Unemployment in Georgia has topped the nation’s rate, currently at 9 percent, for the last 40 months despite a slew of economic indicators pointing toward recovery.

Labor and business officials tout WIA as a way to get jobless Georgians off the unemployed rolls. From July 2009 through June 2010, 27,398 Georgians enrolled in WIA training programs, the Labor Department says. Seven of 10 found work within three months of their training and 83 percent of those workers remained employed for an additional six months.

“At a time when we’re seeing the highest unemployment rates in years, any resource that helps people get back to work, and get our economy back on track, is essential,” said Andrea Harper, an assistant Labor Department commissioner.

President Obama’s proposed fiscal 2012 budget cuts 5 percent from the U.S. Labor Department’s budget but maintains WIA funding.

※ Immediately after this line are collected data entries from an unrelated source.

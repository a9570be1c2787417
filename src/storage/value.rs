//! In-Memory Value Model
//!
//! The keyspace holds a closed set of value shapes. Persistence code
//! dispatches on the variant, never on what a value happens to support.
//!
//! ```text
//! Value
//!  ├── Bytes       plain scalar
//!  ├── Item        scalar or composite wrapped with an optional expiry
//!  ├── List        ordered scalars
//!  ├── Hash        field → scalar
//!  ├── Set         members, each with an optional expiry
//!  └── SortedSet   member → score
//! ```
//!
//! Expiry timestamps are absolute Unix times in (fractional) seconds, which
//! is also how they are written to disk.

use bytes::Bytes;
use std::collections::{BTreeMap, HashMap, VecDeque};
use std::time::{SystemTime, UNIX_EPOCH};

/// Absolute Unix timestamp in seconds. `None` at use sites means "never expires".
pub type ExpireAt = f64;

/// Returns the current Unix time in seconds.
pub fn now_secs() -> ExpireAt {
    SystemTime::now()
        .duration_since(UNIX_EPOCH)
        .unwrap_or_default()
        .as_secs_f64()
}

/// Checks whether an optional expiry timestamp has passed.
#[inline]
pub fn is_expired(expire_at: Option<ExpireAt>) -> bool {
    expire_at.is_some_and(|at| at < now_secs())
}

/// Redis-style TTL for an expiry timestamp.
///
/// - `-1` when there is no expiry
/// - `-2` when the timestamp has already passed
/// - otherwise the remaining whole seconds (truncated)
pub fn ttl_seconds(expire_at: Option<ExpireAt>) -> i64 {
    match expire_at {
        None => -1,
        Some(at) => {
            let now = now_secs();
            if at > now {
                (at - now) as i64
            } else {
                -2
            }
        }
    }
}

/// A value stored under a key.
#[derive(Debug, Clone, PartialEq)]
pub enum Value {
    /// Binary-safe scalar.
    Bytes(Bytes),
    /// A value wrapped with its own expiry.
    Item(Box<Item>),
    /// Ordered list of scalars.
    List(VecDeque<Bytes>),
    /// Field → value mapping.
    Hash(HashMap<Bytes, Bytes>),
    /// Unordered set of scalars with optional per-member expiry.
    Set(MemberSet),
    /// Member → score mapping.
    SortedSet(SortedSet),
}

impl Value {
    /// Creates a scalar value.
    pub fn bytes(data: impl Into<Bytes>) -> Self {
        Value::Bytes(data.into())
    }

    /// Wraps a value in an [`Item`].
    pub fn item(value: Value, expire_at: Option<ExpireAt>) -> Self {
        Value::Item(Box::new(Item { value, expire_at }))
    }

    /// Builds a list from anything yielding scalars.
    pub fn list<I, B>(items: I) -> Self
    where
        I: IntoIterator<Item = B>,
        B: Into<Bytes>,
    {
        Value::List(items.into_iter().map(Into::into).collect())
    }

    /// Builds a hash from field/value pairs.
    pub fn hash<I, K, V>(pairs: I) -> Self
    where
        I: IntoIterator<Item = (K, V)>,
        K: Into<Bytes>,
        V: Into<Bytes>,
    {
        Value::Hash(
            pairs
                .into_iter()
                .map(|(k, v)| (k.into(), v.into()))
                .collect(),
        )
    }

    /// Redis type name of the value (items report their inner type).
    pub fn type_name(&self) -> &'static str {
        match self {
            Value::Bytes(_) => "string",
            Value::Item(item) => item.value.type_name(),
            Value::List(_) => "list",
            Value::Hash(_) => "hash",
            Value::Set(_) => "set",
            Value::SortedSet(_) => "zset",
        }
    }

    /// Returns the scalar payload, looking through an item wrapper.
    pub fn as_bytes(&self) -> Option<&Bytes> {
        match self {
            Value::Bytes(b) => Some(b),
            Value::Item(item) => item.value.as_bytes(),
            _ => None,
        }
    }
}

impl From<Bytes> for Value {
    fn from(b: Bytes) -> Self {
        Value::Bytes(b)
    }
}

impl From<Item> for Value {
    fn from(item: Item) -> Self {
        Value::Item(Box::new(item))
    }
}

/// A value together with its expiry; the unit the dispatcher stores per key.
#[derive(Debug, Clone, PartialEq)]
pub struct Item {
    pub value: Value,
    pub expire_at: Option<ExpireAt>,
}

impl Item {
    /// Creates an item that never expires.
    pub fn new(value: impl Into<Value>) -> Self {
        Self {
            value: value.into(),
            expire_at: None,
        }
    }

    /// Creates an item expiring at `expire_at`.
    pub fn with_expiry(value: impl Into<Value>, expire_at: ExpireAt) -> Self {
        Self {
            value: value.into(),
            expire_at: Some(expire_at),
        }
    }

    #[inline]
    pub fn is_expired(&self) -> bool {
        is_expired(self.expire_at)
    }

    pub fn ttl(&self) -> i64 {
        ttl_seconds(self.expire_at)
    }
}

/// A set whose members may carry their own expiry.
///
/// Expired members stay in the backing map until [`MemberSet::purge_expired`]
/// runs, but are invisible to every read method.
#[derive(Debug, Clone, Default, PartialEq)]
pub struct MemberSet {
    members: BTreeMap<Bytes, Option<ExpireAt>>,
}

impl MemberSet {
    pub fn new() -> Self {
        Self::default()
    }

    /// Adds a member without expiry. Returns `true` if it was not present.
    pub fn insert(&mut self, member: impl Into<Bytes>) -> bool {
        self.insert_with_expiry(member, None)
    }

    /// Adds a member with an optional expiry, replacing any previous expiry.
    pub fn insert_with_expiry(
        &mut self,
        member: impl Into<Bytes>,
        expire_at: Option<ExpireAt>,
    ) -> bool {
        match self.members.insert(member.into(), expire_at) {
            None => true,
            Some(previous) => is_expired(previous),
        }
    }

    pub fn remove(&mut self, member: &[u8]) -> bool {
        self.members.remove(member).is_some()
    }

    pub fn contains(&self, member: &[u8]) -> bool {
        self.members
            .get(member)
            .is_some_and(|expire_at| !is_expired(*expire_at))
    }

    /// Live members in byte order.
    pub fn members(&self) -> impl Iterator<Item = &Bytes> {
        self.members
            .iter()
            .filter(|(_, expire_at)| !is_expired(**expire_at))
            .map(|(member, _)| member)
    }

    /// Every stored member with its expiry, including expired ones.
    pub fn entries(&self) -> impl Iterator<Item = (&Bytes, Option<ExpireAt>)> {
        self.members.iter().map(|(m, e)| (m, *e))
    }

    pub fn len(&self) -> usize {
        self.members().count()
    }

    pub fn is_empty(&self) -> bool {
        self.len() == 0
    }

    /// Drops expired members. Returns how many were removed.
    pub fn purge_expired(&mut self) -> usize {
        let before = self.members.len();
        self.members.retain(|_, expire_at| !is_expired(*expire_at));
        before - self.members.len()
    }
}

impl<B: Into<Bytes>> FromIterator<B> for MemberSet {
    fn from_iter<I: IntoIterator<Item = B>>(iter: I) -> Self {
        let mut set = MemberSet::new();
        for member in iter {
            set.insert(member);
        }
        set
    }
}

/// Sorted set: unique members, each with a floating-point score.
#[derive(Debug, Clone, Default, PartialEq)]
pub struct SortedSet {
    scores: HashMap<Bytes, f64>,
}

impl SortedSet {
    pub fn new() -> Self {
        Self::default()
    }

    /// Sets the score of a member. Returns the previous score, if any.
    pub fn insert(&mut self, member: impl Into<Bytes>, score: f64) -> Option<f64> {
        self.scores.insert(member.into(), score)
    }

    pub fn score(&self, member: &[u8]) -> Option<f64> {
        self.scores.get(member).copied()
    }

    pub fn remove(&mut self, member: &[u8]) -> Option<f64> {
        self.scores.remove(member)
    }

    pub fn len(&self) -> usize {
        self.scores.len()
    }

    pub fn is_empty(&self) -> bool {
        self.scores.is_empty()
    }

    pub fn iter(&self) -> impl Iterator<Item = (&Bytes, f64)> {
        self.scores.iter().map(|(m, s)| (m, *s))
    }

    /// Members ordered by score, ties broken by member bytes.
    pub fn ranked(&self) -> Vec<(Bytes, f64)> {
        let mut out: Vec<(Bytes, f64)> = self
            .scores
            .iter()
            .map(|(m, s)| (m.clone(), *s))
            .collect();
        out.sort_by(|a, b| a.1.total_cmp(&b.1).then_with(|| a.0.cmp(&b.0)));
        out
    }
}

impl<B: Into<Bytes>> FromIterator<(B, f64)> for SortedSet {
    fn from_iter<I: IntoIterator<Item = (B, f64)>>(iter: I) -> Self {
        let mut zset = SortedSet::new();
        for (member, score) in iter {
            zset.insert(member, score);
        }
        zset
    }
}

The House budget calls for zeroing-out all WIA money. The Senate has yet to weigh in. Compromise, perhaps before the training money runs out in July, is possible.

Roughly 3,000 “one-stop career centers” across the country, including seven offices run by the Atlanta Regional Commission (ARC), could close without WIA extension. Teenagers, veterans, the long-term unemployed and other job-seekers frequent the centers to get help with resumes, career counseling, computer assistance and more.

The ARC spent $8.9 million of Georgia’s $65 million, and some of that went to re-train 2,300 people at centers in Clayton, Cherokee, Douglas, Fayette, Gwinnett, Henry and Rockdale counties. Students taking computer programming, medical billing, accounting, welding or truck driving are eligible for up to $5,000 a year.

Mullins hopes her daily Microsoft computer lessons pay off. She’s desperate. Mullins was laid off last summer after five years with Fayette County schools, preceded by 27 years at Delta Air Lines. She filed bankruptcy and lost her Peachtree City home. She lives in a duplex with a roommate, but the lease runs out this spring. She fears homelessness is next.

Hundreds of resumes peppered with the occasional job interview have turned up nothing. Target and Sam’s Club wouldn’t hire Mullins, a magna cum laude graduate from the University of Cincinnati. Some Delta retirement income and $277 weekly in unemployment pay keep her afloat.

“I have nothing anymore. I can’t sleep. I shake all the time,” Mullins said slowly. “I don’t know what I’m going to do. I’m tired, so tired, of being in this situation. I keep looking at people in jobs and saying, ‘I can do that. I’m intelligent. I have a degree.’”

Rep. Gingrey and other conservatives say retraining is an unnecessary and unaffordable role for the federal government.

“We’ve got huge deficits, ballooning debt and no sign that the folks in Washington will get these things under control,” said Tad DeHaven, a budget analyst for the libertarian Cato Institute. “And the private sector has a natural incentive to train workers. It’s simply not a federal function.”

DeHaven cites a January report by the nonpartisan Government Accountability Office (GAO) that chronicles “some duplication” with the retraining programs. During the 2009 fiscal year, nine federal agencies spent $18 billion administering 47 training programs. The watchdog agency added that “little is known about the effectiveness of the employment and training programs.”

“This high price and lack of results is an unacceptable use of the tax dollars paid by hard-working Americans,” Gingrey said.

Still, GAO said the programs “play an important role in helping job seekers obtain employment.”